State how many lines in this listing include the word "tick", and nothing else.

========

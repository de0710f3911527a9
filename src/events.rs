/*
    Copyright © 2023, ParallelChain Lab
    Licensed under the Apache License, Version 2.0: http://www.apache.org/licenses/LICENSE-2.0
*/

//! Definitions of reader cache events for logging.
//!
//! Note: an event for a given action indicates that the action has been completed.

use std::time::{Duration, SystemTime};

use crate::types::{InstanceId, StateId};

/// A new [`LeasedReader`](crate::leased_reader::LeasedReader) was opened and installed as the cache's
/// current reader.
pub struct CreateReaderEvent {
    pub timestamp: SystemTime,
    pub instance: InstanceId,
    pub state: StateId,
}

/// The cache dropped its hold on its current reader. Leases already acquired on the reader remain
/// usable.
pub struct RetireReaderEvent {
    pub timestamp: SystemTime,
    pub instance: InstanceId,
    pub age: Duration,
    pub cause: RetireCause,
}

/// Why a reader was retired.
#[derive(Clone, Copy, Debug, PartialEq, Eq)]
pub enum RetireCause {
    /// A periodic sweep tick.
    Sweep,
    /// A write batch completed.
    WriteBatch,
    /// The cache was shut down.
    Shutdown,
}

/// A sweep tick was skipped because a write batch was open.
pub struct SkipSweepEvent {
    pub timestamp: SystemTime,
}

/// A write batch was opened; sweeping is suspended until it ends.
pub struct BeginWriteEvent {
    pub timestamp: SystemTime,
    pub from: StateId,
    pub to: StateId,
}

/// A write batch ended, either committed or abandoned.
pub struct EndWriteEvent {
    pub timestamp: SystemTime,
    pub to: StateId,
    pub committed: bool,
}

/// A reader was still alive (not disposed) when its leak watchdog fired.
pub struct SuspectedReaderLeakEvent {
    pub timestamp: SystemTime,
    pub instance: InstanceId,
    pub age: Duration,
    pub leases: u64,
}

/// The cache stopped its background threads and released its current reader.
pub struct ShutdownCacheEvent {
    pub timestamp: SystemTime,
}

========

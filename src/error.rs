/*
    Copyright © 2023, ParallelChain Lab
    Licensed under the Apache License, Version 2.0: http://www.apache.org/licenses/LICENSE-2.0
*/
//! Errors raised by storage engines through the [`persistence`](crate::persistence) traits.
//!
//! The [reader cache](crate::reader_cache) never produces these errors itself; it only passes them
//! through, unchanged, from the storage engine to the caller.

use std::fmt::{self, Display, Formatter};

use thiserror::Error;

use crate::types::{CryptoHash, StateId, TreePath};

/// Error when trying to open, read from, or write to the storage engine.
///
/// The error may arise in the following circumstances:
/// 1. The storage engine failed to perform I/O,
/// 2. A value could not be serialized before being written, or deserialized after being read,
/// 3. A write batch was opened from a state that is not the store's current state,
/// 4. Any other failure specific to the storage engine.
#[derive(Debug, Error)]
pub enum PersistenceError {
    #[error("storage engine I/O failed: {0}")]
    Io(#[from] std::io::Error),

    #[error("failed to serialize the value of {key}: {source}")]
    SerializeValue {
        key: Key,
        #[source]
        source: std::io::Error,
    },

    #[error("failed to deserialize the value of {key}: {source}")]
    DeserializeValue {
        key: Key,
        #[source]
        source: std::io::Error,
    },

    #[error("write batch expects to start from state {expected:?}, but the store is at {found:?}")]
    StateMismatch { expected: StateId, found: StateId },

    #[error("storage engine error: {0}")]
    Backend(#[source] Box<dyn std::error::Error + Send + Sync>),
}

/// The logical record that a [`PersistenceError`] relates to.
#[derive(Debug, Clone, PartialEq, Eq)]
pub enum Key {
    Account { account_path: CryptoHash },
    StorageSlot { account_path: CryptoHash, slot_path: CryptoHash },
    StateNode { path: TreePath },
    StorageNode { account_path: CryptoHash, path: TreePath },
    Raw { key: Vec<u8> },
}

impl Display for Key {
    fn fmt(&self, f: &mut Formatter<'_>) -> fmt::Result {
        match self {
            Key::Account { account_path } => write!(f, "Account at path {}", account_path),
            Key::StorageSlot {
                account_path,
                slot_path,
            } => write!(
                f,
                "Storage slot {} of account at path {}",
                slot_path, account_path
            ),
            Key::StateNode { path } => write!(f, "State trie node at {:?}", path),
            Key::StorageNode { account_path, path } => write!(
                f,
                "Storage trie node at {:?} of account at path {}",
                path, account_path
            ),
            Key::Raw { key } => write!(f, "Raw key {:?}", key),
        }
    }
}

========

• Finished exercise: 2